BEGIN DATA SECTION

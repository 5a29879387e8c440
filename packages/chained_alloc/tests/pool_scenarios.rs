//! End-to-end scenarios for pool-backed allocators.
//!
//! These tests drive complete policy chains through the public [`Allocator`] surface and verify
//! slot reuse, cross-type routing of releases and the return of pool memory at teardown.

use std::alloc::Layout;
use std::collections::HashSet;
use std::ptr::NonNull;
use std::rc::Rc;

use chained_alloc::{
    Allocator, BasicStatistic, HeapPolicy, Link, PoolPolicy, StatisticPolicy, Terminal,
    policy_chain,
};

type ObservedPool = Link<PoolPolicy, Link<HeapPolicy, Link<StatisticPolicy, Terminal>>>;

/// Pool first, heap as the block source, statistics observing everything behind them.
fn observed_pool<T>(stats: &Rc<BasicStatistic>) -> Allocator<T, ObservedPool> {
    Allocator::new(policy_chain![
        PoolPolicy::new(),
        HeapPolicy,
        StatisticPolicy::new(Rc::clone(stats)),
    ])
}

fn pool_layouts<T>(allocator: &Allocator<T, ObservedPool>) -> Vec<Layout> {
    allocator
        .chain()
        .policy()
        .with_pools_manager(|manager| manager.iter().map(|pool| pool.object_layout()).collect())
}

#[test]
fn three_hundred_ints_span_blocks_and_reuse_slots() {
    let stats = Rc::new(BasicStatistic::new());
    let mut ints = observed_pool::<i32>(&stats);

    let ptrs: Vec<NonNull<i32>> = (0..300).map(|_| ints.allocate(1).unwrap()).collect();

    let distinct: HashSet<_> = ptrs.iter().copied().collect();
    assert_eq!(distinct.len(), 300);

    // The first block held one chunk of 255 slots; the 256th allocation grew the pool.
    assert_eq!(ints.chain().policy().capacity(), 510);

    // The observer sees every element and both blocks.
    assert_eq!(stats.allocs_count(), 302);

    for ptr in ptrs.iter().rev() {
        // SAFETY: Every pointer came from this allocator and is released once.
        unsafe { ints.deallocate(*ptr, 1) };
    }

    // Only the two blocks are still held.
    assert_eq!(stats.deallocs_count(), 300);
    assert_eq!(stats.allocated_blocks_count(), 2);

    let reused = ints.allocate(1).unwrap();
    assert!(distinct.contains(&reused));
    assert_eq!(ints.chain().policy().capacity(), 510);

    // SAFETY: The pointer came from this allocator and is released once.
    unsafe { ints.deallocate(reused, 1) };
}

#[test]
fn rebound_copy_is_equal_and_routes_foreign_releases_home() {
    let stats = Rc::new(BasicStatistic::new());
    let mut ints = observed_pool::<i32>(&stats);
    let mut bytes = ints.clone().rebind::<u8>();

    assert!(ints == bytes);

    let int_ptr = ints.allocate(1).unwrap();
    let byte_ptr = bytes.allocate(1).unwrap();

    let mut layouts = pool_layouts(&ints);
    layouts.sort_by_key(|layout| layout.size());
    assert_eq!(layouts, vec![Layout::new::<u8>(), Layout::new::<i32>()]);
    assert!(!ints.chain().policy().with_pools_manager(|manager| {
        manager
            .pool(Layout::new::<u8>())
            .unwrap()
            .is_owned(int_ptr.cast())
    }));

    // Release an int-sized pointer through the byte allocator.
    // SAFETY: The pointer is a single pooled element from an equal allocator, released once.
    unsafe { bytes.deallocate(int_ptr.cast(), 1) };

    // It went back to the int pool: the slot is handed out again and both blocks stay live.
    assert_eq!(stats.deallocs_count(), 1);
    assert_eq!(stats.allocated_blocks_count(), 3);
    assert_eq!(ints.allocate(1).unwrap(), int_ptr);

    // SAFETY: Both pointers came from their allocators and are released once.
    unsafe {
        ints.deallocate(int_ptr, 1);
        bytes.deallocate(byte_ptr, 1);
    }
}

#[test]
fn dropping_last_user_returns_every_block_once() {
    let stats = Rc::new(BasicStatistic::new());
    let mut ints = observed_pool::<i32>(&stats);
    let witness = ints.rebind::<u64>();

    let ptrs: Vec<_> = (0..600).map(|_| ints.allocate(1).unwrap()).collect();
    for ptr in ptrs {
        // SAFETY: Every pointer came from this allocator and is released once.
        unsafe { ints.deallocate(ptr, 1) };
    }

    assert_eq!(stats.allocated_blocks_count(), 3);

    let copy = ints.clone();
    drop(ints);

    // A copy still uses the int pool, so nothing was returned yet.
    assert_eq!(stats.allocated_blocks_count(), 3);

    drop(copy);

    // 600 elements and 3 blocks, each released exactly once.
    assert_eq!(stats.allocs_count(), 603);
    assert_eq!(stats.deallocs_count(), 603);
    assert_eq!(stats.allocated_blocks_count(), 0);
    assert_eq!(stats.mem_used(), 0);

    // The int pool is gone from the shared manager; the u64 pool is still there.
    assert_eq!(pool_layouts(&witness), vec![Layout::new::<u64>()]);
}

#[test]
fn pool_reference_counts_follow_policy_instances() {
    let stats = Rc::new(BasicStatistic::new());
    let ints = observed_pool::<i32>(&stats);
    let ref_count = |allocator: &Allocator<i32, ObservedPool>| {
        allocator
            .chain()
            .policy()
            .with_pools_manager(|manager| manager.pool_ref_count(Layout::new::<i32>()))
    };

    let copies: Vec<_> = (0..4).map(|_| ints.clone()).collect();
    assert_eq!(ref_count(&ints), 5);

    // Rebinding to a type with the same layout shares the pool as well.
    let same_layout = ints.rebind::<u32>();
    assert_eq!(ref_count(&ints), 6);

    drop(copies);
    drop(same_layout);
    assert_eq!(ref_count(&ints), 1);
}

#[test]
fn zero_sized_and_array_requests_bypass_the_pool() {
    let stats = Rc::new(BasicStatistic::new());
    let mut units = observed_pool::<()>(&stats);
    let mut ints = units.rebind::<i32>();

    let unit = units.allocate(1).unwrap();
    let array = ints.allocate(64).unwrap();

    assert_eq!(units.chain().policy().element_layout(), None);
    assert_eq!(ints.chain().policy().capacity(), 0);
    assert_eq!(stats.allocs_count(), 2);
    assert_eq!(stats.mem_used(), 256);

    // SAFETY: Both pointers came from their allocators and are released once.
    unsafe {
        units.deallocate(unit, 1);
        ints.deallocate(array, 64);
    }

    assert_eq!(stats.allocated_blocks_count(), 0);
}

END DATA SECTION
BEGIN DATA SECTION

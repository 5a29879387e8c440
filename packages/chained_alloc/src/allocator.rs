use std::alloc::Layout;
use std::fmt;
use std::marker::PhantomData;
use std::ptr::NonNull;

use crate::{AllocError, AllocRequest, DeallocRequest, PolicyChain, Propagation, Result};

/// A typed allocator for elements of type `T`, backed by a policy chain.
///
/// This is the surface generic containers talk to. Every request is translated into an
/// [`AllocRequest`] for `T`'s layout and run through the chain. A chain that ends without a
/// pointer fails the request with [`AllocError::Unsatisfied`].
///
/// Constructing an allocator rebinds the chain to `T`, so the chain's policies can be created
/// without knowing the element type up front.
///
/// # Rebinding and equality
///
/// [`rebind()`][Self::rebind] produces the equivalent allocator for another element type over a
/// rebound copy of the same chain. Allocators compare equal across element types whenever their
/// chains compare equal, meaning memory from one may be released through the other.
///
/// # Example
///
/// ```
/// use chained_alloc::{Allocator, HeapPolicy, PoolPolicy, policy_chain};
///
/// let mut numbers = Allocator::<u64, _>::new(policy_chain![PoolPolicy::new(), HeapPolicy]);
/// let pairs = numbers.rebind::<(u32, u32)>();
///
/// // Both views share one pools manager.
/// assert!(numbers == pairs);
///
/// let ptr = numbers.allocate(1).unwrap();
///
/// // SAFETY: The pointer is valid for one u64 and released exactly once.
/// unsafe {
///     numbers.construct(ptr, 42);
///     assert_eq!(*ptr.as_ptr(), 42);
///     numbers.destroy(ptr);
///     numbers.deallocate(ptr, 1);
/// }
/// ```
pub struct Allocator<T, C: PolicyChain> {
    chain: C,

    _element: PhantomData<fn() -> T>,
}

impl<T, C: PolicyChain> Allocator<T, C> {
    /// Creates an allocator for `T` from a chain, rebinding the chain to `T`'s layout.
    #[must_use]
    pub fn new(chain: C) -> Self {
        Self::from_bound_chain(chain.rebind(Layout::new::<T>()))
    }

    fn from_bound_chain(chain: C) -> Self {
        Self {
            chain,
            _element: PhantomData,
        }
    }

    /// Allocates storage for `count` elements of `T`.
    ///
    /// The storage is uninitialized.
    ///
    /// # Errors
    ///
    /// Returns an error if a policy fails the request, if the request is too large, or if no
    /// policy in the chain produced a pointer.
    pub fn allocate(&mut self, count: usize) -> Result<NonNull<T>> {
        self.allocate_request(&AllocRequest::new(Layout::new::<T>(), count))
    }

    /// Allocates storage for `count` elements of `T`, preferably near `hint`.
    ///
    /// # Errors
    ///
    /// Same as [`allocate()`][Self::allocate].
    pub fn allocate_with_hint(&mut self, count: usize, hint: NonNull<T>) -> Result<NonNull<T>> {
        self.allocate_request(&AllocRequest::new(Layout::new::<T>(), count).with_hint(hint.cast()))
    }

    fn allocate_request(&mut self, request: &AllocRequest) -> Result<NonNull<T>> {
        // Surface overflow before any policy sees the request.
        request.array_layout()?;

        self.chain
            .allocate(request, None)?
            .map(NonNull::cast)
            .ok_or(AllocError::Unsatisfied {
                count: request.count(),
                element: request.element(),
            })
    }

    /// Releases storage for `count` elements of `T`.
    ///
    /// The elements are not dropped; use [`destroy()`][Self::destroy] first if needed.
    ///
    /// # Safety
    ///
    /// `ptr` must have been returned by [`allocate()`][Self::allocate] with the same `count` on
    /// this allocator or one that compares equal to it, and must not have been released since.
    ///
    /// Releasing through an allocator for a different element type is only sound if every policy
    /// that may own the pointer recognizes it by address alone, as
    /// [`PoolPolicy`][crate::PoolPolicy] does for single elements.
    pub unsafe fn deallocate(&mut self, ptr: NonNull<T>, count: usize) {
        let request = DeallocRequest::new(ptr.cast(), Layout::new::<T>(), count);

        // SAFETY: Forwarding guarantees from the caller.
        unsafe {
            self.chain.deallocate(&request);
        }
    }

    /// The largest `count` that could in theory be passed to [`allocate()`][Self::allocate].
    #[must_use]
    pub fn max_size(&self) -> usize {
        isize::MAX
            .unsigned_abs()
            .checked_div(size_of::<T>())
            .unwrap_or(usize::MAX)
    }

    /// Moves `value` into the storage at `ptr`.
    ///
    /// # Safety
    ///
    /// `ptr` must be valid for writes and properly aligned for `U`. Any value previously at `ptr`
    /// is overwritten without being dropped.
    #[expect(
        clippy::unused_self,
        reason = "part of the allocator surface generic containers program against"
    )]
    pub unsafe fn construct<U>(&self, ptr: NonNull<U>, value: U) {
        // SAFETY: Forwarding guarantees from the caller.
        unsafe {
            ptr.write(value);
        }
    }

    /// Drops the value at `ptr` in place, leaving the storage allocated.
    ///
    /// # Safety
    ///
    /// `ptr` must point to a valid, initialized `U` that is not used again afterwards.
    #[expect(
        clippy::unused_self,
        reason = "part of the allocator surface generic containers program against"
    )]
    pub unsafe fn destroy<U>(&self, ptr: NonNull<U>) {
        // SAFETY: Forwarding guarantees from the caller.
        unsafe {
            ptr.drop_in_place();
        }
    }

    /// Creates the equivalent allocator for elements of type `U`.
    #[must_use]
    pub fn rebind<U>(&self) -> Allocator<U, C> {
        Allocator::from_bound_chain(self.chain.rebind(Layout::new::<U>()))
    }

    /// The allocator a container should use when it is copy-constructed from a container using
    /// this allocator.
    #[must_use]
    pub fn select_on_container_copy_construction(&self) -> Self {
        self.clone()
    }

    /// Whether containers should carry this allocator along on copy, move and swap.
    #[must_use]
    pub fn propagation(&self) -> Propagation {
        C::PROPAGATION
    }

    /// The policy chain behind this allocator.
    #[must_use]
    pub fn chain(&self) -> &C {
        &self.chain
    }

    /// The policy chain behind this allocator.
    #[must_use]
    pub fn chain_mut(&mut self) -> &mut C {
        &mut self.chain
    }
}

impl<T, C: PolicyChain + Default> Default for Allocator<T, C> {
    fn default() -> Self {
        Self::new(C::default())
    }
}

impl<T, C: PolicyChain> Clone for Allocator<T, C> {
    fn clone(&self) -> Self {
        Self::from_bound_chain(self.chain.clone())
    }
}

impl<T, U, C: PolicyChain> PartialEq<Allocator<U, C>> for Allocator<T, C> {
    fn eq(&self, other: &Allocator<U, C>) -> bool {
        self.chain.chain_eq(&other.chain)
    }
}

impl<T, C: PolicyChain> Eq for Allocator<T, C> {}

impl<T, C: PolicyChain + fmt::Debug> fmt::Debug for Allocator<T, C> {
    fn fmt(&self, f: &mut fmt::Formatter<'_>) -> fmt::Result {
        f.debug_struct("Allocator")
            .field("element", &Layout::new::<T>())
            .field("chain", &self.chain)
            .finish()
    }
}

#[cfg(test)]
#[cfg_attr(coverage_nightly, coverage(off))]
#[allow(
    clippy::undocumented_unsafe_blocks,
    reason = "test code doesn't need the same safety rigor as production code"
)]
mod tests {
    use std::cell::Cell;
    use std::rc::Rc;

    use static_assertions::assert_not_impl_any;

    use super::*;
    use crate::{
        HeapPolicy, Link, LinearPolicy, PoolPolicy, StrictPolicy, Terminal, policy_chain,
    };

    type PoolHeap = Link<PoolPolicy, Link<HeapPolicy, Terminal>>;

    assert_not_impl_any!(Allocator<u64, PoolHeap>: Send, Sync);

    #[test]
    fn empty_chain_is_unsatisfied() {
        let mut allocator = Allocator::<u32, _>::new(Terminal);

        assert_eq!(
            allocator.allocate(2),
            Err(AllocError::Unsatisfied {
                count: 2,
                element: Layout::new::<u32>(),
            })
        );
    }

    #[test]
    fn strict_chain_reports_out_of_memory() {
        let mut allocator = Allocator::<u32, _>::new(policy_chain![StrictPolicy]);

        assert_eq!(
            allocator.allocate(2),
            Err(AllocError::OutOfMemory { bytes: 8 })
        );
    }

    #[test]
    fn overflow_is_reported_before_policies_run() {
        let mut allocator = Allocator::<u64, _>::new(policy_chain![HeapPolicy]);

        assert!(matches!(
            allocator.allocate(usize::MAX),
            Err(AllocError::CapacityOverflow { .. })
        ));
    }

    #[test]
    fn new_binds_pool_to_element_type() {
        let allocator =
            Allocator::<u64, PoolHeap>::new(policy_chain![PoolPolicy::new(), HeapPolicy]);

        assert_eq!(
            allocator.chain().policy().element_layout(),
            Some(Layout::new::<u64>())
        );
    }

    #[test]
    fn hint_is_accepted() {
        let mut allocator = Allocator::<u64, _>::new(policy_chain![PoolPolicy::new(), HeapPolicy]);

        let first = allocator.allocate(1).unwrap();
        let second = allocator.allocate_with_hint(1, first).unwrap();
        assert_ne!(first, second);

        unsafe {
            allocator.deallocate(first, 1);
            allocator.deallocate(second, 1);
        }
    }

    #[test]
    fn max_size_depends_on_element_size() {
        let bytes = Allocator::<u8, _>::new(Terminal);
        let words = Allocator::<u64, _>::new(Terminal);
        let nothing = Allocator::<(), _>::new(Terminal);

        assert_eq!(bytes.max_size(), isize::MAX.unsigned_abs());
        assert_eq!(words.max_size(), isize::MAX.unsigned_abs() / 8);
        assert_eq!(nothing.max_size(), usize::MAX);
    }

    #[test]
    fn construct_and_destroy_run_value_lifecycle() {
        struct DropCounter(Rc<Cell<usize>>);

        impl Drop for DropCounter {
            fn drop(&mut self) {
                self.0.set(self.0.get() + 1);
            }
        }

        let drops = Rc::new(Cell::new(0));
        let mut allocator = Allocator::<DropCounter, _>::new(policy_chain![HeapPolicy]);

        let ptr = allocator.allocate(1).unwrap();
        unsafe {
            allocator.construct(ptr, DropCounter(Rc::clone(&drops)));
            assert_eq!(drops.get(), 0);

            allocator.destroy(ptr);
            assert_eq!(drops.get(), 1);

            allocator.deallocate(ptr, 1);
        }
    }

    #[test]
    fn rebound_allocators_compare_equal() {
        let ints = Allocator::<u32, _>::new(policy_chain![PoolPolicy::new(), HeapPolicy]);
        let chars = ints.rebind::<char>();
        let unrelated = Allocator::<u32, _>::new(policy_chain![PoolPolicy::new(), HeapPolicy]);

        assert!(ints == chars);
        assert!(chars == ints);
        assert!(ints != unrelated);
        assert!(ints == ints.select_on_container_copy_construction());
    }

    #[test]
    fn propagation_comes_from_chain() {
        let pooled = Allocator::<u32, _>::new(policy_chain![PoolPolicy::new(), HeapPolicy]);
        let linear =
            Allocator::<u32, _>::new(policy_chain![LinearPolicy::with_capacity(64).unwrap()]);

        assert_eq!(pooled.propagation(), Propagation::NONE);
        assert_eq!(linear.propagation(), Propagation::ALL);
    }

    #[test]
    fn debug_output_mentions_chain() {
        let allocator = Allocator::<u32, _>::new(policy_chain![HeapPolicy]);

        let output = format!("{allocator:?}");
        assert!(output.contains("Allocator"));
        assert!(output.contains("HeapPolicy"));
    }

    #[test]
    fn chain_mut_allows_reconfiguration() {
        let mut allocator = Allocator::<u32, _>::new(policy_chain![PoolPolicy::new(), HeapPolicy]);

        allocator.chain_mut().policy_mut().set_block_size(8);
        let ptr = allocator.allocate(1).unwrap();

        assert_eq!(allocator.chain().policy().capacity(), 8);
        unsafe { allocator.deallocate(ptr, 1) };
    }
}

END DATA SECTION

* [DIRECTIONS]
Which lines hold the word "containers"? Copy each of them from the records.

* [ANSWER TO THIS TASK]
/// This is the surface generic containers talk to. Every request is translated into an
        reason = "part of the allocator surface generic containers program against"
        reason = "part of the allocator surface generic containers program against"
    /// Whether containers should carry this allocator along on copy, move and swap.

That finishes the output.